[Opening Provided data section]
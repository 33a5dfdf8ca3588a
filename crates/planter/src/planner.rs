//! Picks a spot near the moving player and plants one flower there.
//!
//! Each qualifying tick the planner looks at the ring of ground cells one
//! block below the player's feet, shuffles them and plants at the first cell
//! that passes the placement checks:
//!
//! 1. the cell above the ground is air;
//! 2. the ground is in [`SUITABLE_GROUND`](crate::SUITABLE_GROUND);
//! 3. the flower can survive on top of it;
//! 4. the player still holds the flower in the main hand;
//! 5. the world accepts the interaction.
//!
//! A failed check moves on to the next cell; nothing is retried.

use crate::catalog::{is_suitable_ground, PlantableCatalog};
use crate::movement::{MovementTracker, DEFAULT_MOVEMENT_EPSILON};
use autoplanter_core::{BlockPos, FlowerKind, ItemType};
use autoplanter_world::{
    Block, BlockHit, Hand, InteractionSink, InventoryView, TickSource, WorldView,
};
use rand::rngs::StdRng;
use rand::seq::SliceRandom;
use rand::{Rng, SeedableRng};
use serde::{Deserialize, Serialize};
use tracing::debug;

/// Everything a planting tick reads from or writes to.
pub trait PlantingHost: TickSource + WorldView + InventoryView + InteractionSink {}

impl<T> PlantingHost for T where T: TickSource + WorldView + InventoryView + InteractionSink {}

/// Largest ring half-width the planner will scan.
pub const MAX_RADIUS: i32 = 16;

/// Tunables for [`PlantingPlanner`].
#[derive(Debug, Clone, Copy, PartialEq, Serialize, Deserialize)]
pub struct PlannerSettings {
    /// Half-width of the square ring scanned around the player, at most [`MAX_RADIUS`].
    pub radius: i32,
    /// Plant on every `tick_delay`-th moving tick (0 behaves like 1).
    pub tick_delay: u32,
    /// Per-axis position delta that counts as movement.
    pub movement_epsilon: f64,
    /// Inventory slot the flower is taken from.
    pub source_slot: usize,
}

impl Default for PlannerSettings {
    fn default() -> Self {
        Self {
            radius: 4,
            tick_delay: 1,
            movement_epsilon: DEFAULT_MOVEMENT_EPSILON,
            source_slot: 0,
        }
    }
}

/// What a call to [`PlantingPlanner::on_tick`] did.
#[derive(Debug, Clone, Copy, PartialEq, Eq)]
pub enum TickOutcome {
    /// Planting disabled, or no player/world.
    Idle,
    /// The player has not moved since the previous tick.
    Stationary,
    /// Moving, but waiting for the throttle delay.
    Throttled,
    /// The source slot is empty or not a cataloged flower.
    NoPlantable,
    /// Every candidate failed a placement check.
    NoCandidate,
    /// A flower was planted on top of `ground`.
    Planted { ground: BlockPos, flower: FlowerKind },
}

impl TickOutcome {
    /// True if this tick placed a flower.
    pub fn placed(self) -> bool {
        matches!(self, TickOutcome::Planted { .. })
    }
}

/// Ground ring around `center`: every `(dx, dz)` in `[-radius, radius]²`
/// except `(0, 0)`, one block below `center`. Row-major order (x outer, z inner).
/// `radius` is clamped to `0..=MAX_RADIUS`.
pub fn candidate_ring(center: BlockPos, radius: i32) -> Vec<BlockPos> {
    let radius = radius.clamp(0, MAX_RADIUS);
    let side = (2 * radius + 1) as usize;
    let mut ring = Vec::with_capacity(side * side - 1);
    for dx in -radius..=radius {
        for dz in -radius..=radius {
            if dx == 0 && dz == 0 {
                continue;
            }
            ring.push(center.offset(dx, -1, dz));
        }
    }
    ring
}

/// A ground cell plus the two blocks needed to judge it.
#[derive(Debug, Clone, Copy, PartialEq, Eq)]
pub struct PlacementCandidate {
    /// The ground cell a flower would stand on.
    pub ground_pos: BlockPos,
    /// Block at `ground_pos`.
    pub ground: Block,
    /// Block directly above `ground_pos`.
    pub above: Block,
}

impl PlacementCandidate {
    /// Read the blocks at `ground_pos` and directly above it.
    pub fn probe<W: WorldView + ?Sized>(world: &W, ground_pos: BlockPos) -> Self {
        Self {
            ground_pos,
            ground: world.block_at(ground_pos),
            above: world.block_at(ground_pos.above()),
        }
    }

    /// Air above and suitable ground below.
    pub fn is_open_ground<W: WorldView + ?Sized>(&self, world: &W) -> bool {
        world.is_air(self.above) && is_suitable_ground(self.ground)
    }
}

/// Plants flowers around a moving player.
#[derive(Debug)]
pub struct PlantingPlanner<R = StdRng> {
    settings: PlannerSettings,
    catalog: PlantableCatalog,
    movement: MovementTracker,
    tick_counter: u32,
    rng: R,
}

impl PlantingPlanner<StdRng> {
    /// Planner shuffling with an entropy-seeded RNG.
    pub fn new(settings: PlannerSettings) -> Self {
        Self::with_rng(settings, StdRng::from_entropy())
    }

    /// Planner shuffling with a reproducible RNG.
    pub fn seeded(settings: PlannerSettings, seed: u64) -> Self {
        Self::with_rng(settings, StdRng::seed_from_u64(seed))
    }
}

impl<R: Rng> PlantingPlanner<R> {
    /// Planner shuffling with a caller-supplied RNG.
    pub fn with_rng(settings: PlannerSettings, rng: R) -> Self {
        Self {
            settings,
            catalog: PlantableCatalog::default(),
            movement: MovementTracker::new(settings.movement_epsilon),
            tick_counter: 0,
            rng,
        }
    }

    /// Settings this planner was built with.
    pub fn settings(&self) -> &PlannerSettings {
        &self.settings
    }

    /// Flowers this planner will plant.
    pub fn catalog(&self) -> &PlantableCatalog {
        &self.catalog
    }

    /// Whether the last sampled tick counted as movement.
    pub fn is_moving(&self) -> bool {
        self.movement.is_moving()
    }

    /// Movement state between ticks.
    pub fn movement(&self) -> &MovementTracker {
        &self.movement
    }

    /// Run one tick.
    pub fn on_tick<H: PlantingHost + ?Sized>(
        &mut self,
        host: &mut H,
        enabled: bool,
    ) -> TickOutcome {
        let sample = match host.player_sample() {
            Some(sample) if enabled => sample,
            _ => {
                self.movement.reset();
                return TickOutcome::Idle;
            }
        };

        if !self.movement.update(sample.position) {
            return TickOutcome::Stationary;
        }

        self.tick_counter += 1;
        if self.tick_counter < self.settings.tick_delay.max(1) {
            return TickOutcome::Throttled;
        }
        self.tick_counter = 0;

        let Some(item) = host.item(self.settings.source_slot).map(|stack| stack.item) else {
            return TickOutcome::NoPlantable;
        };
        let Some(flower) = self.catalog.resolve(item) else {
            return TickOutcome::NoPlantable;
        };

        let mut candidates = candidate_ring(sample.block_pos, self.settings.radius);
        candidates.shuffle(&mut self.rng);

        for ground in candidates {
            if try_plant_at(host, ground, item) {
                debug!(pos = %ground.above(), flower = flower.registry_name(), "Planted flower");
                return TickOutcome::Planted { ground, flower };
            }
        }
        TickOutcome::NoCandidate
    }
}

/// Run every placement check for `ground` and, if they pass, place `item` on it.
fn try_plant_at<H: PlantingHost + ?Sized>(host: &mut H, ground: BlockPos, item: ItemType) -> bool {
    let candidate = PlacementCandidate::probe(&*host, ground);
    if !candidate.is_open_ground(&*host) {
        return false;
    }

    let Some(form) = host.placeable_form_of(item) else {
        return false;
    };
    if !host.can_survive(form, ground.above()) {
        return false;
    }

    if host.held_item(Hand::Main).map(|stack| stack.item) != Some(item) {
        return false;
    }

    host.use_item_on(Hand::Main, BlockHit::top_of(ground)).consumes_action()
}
[Closing Provided data section]
In the lines above, spot each one that contains the word "Sized" and copy it.

    pub fn probe<W: WorldView + ?Sized>(world: &W, ground_pos: BlockPos) -> Self {
    pub fn is_open_ground<W: WorldView + ?Sized>(&self, world: &W) -> bool {
    pub fn on_tick<H: PlantingHost + ?Sized>(
fn try_plant_at<H: PlantingHost + ?Sized>(host: &mut H, ground: BlockPos, item: ItemType) -> bool {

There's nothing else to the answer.